**Task requirements:** Print out the records below with nothing altered.

Saved entries
==============================

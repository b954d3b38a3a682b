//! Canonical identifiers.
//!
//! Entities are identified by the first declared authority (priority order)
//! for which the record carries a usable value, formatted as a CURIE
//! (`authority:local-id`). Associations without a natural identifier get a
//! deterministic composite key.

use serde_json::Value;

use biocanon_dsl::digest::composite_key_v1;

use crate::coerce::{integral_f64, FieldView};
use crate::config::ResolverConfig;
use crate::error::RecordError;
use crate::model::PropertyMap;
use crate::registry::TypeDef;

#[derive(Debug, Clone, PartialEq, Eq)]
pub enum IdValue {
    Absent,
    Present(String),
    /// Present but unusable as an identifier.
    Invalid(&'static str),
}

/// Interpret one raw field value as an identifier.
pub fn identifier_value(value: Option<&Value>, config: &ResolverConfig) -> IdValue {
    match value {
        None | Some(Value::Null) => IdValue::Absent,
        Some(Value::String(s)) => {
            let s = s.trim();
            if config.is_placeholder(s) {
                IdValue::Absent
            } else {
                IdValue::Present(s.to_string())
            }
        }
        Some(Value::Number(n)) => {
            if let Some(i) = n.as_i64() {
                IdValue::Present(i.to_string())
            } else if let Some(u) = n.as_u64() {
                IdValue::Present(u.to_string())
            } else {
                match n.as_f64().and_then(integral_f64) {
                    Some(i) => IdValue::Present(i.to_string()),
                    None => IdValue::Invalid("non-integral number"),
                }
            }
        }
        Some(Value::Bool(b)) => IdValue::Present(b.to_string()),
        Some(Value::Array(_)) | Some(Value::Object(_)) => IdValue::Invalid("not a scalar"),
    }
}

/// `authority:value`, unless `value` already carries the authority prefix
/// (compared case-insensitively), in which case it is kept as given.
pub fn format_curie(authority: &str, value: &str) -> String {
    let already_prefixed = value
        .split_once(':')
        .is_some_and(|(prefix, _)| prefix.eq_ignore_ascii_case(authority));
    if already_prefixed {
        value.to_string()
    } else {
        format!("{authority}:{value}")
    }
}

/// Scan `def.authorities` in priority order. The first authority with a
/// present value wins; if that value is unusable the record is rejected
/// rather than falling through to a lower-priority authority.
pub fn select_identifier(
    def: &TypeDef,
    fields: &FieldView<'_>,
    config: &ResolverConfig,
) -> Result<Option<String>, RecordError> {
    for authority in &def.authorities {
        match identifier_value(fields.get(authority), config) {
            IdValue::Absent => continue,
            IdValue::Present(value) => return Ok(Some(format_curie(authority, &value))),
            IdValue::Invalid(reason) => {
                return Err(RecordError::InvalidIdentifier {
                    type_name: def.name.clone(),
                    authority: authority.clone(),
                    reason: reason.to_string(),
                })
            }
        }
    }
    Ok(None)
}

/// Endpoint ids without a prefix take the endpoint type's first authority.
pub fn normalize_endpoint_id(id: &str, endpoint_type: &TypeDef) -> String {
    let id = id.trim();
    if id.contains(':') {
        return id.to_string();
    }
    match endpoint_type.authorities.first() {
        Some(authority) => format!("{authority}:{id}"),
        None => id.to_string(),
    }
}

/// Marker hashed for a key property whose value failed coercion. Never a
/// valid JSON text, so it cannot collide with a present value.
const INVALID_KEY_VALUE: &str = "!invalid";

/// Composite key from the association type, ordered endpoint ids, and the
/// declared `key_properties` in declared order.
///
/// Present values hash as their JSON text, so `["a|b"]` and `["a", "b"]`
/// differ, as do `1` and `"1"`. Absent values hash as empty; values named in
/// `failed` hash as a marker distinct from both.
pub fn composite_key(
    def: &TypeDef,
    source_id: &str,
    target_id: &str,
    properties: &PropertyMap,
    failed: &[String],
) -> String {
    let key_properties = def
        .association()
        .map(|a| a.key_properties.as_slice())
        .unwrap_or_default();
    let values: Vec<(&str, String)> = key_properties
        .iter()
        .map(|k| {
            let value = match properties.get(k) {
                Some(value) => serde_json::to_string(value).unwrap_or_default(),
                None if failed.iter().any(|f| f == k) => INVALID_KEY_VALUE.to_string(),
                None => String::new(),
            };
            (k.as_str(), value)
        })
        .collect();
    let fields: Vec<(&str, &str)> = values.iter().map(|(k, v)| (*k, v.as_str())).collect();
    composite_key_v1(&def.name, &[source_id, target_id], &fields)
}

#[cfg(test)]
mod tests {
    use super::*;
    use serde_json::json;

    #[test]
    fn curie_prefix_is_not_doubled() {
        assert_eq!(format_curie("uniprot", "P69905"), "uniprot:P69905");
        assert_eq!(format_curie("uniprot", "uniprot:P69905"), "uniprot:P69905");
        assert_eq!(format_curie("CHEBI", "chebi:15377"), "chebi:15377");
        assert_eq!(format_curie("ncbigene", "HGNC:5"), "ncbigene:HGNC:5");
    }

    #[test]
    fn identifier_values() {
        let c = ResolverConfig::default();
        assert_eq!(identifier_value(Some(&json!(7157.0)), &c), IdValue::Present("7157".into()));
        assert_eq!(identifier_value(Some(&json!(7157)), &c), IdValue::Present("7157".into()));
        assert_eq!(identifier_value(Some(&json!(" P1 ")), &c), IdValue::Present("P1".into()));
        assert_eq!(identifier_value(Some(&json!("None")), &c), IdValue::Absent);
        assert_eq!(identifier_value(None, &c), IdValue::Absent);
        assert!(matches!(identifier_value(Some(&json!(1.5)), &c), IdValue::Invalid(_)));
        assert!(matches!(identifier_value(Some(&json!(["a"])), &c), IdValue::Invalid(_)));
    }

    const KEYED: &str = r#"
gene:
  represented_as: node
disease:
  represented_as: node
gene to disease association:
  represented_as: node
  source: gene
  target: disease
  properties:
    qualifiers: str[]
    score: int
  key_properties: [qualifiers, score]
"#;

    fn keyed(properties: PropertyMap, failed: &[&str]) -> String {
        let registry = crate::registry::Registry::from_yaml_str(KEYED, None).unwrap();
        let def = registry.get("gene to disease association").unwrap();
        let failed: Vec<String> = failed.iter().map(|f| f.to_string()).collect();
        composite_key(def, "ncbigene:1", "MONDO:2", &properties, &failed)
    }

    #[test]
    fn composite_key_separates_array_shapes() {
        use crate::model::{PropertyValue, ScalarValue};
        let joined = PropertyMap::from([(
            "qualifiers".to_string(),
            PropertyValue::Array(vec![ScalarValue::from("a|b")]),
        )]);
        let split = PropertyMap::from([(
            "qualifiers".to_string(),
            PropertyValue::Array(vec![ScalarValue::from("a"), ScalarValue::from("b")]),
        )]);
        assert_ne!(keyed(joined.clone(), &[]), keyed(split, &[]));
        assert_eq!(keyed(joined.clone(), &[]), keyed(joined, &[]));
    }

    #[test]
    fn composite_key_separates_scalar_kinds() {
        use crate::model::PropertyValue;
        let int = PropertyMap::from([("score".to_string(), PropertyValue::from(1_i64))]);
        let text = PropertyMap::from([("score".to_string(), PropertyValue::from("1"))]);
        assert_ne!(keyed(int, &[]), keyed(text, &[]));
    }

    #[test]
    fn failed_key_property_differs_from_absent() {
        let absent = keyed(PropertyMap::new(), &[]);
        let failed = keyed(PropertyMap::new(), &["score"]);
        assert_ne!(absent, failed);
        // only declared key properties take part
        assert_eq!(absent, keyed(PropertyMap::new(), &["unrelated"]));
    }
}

==============================

**Finished task:**
repository b954d3b38a3a682b
//! Canonical identifiers.
//!
//! Entities are identified by the first declared authority (priority order)
//! for which the record carries a usable value, formatted as a CURIE
//! (`authority:local-id`). Associations without a natural identifier get a
//! deterministic composite key.

use serde_json::Value;

use biocanon_dsl::digest::composite_key_v1;

use crate::coerce::{integral_f64, FieldView};
use crate::config::ResolverConfig;
use crate::error::RecordError;
use crate::model::PropertyMap;
use crate::registry::TypeDef;

#[derive(Debug, Clone, PartialEq, Eq)]
pub enum IdValue {
    Absent,
    Present(String),
    /// Present but unusable as an identifier.
    Invalid(&'static str),
}

/// Interpret one raw field value as an identifier.
pub fn identifier_value(value: Option<&Value>, config: &ResolverConfig) -> IdValue {
    match value {
        None | Some(Value::Null) => IdValue::Absent,
        Some(Value::String(s)) => {
            let s = s.trim();
            if config.is_placeholder(s) {
                IdValue::Absent
            } else {
                IdValue::Present(s.to_string())
            }
        }
        Some(Value::Number(n)) => {
            if let Some(i) = n.as_i64() {
                IdValue::Present(i.to_string())
            } else if let Some(u) = n.as_u64() {
                IdValue::Present(u.to_string())
            } else {
                match n.as_f64().and_then(integral_f64) {
                    Some(i) => IdValue::Present(i.to_string()),
                    None => IdValue::Invalid("non-integral number"),
                }
            }
        }
        Some(Value::Bool(b)) => IdValue::Present(b.to_string()),
        Some(Value::Array(_)) | Some(Value::Object(_)) => IdValue::Invalid("not a scalar"),
    }
}

/// `authority:value`, unless `value` already carries the authority prefix
/// (compared case-insensitively), in which case it is kept as given.
pub fn format_curie(authority: &str, value: &str) -> String {
    let already_prefixed = value
        .split_once(':')
        .is_some_and(|(prefix, _)| prefix.eq_ignore_ascii_case(authority));
    if already_prefixed {
        value.to_string()
    } else {
        format!("{authority}:{value}")
    }
}

/// Scan `def.authorities` in priority order. The first authority with a
/// present value wins; if that value is unusable the record is rejected
/// rather than falling through to a lower-priority authority.
pub fn select_identifier(
    def: &TypeDef,
    fields: &FieldView<'_>,
    config: &ResolverConfig,
) -> Result<Option<String>, RecordError> {
    for authority in &def.authorities {
        match identifier_value(fields.get(authority), config) {
            IdValue::Absent => continue,
            IdValue::Present(value) => return Ok(Some(format_curie(authority, &value))),
            IdValue::Invalid(reason) => {
                return Err(RecordError::InvalidIdentifier {
                    type_name: def.name.clone(),
                    authority: authority.clone(),
                    reason: reason.to_string(),
                })
            }
        }
    }
    Ok(None)
}

/// Endpoint ids without a prefix take the endpoint type's first authority.
pub fn normalize_endpoint_id(id: &str, endpoint_type: &TypeDef) -> String {
    let id = id.trim();
    if id.contains(':') {
        return id.to_string();
    }
    match endpoint_type.authorities.first() {
        Some(authority) => format!("{authority}:{id}"),
        None => id.to_string(),
    }
}

/// Marker hashed for a key property whose value failed coercion. Never a
/// valid JSON text, so it cannot collide with a present value.
const INVALID_KEY_VALUE: &str = "!invalid";

/// Composite key from the association type, ordered endpoint ids, and the
/// declared `key_properties` in declared order.
///
/// Present values hash as their JSON text, so `["a|b"]` and `["a", "b"]`
/// differ, as do `1` and `"1"`. Absent values hash as empty; values named in
/// `failed` hash as a marker distinct from both.
pub fn composite_key(
    def: &TypeDef,
    source_id: &str,
    target_id: &str,
    properties: &PropertyMap,
    failed: &[String],
) -> String {
    let key_properties = def
        .association()
        .map(|a| a.key_properties.as_slice())
        .unwrap_or_default();
    let values: Vec<(&str, String)> = key_properties
        .iter()
        .map(|k| {
            let value = match properties.get(k) {
                Some(value) => serde_json::to_string(value).unwrap_or_default(),
                None if failed.iter().any(|f| f == k) => INVALID_KEY_VALUE.to_string(),
                None => String::new(),
            };
            (k.as_str(), value)
        })
        .collect();
    let fields: Vec<(&str, &str)> = values.iter().map(|(k, v)| (*k, v.as_str())).collect();
    composite_key_v1(&def.name, &[source_id, target_id], &fields)
}

#[cfg(test)]
mod tests {
    use super::*;
    use serde_json::json;

    #[test]
    fn curie_prefix_is_not_doubled() {
        assert_eq!(format_curie("uniprot", "P69905"), "uniprot:P69905");
        assert_eq!(format_curie("uniprot", "uniprot:P69905"), "uniprot:P69905");
        assert_eq!(format_curie("CHEBI", "chebi:15377"), "chebi:15377");
        assert_eq!(format_curie("ncbigene", "HGNC:5"), "ncbigene:HGNC:5");
    }

    #[test]
    fn identifier_values() {
        let c = ResolverConfig::default();
        assert_eq!(identifier_value(Some(&json!(7157.0)), &c), IdValue::Present("7157".into()));
        assert_eq!(identifier_value(Some(&json!(7157)), &c), IdValue::Present("7157".into()));
        assert_eq!(identifier_value(Some(&json!(" P1 ")), &c), IdValue::Present("P1".into()));
        assert_eq!(identifier_value(Some(&json!("None")), &c), IdValue::Absent);
        assert_eq!(identifier_value(None, &c), IdValue::Absent);
        assert!(matches!(identifier_value(Some(&json!(1.5)), &c), IdValue::Invalid(_)));
        assert!(matches!(identifier_value(Some(&json!(["a"])), &c), IdValue::Invalid(_)));
    }

    const KEYED: &str = r#"
gene:
  represented_as: node
disease:
  represented_as: node
gene to disease association:
  represented_as: node
  source: gene
  target: disease
  properties:
    qualifiers: str[]
    score: int
  key_properties: [qualifiers, score]
"#;

    fn keyed(properties: PropertyMap, failed: &[&str]) -> String {
        let registry = crate::registry::Registry::from_yaml_str(KEYED, None).unwrap();
        let def = registry.get("gene to disease association").unwrap();
        let failed: Vec<String> = failed.iter().map(|f| f.to_string()).collect();
        composite_key(def, "ncbigene:1", "MONDO:2", &properties, &failed)
    }

    #[test]
    fn composite_key_separates_array_shapes() {
        use crate::model::{PropertyValue, ScalarValue};
        let joined = PropertyMap::from([(
            "qualifiers".to_string(),
            PropertyValue::Array(vec![ScalarValue::from("a|b")]),
        )]);
        let split = PropertyMap::from([(
            "qualifiers".to_string(),
            PropertyValue::Array(vec![ScalarValue::from("a"), ScalarValue::from("b")]),
        )]);
        assert_ne!(keyed(joined.clone(), &[]), keyed(split, &[]));
        assert_eq!(keyed(joined.clone(), &[]), keyed(joined, &[]));
    }

    #[test]
    fn composite_key_separates_scalar_kinds() {
        use crate::model::PropertyValue;
        let int = PropertyMap::from([("score".to_string(), PropertyValue::from(1_i64))]);
        let text = PropertyMap::from([("score".to_string(), PropertyValue::from("1"))]);
        assert_ne!(keyed(int, &[]), keyed(text, &[]));
    }

    #[test]
    fn failed_key_property_differs_from_absent() {
        let absent = keyed(PropertyMap::new(), &[]);
        let failed = keyed(PropertyMap::new(), &["score"]);
        assert_ne!(absent, failed);
        // only declared key properties take part
        assert_eq!(absent, keyed(PropertyMap::new(), &["unrelated"]));
    }
}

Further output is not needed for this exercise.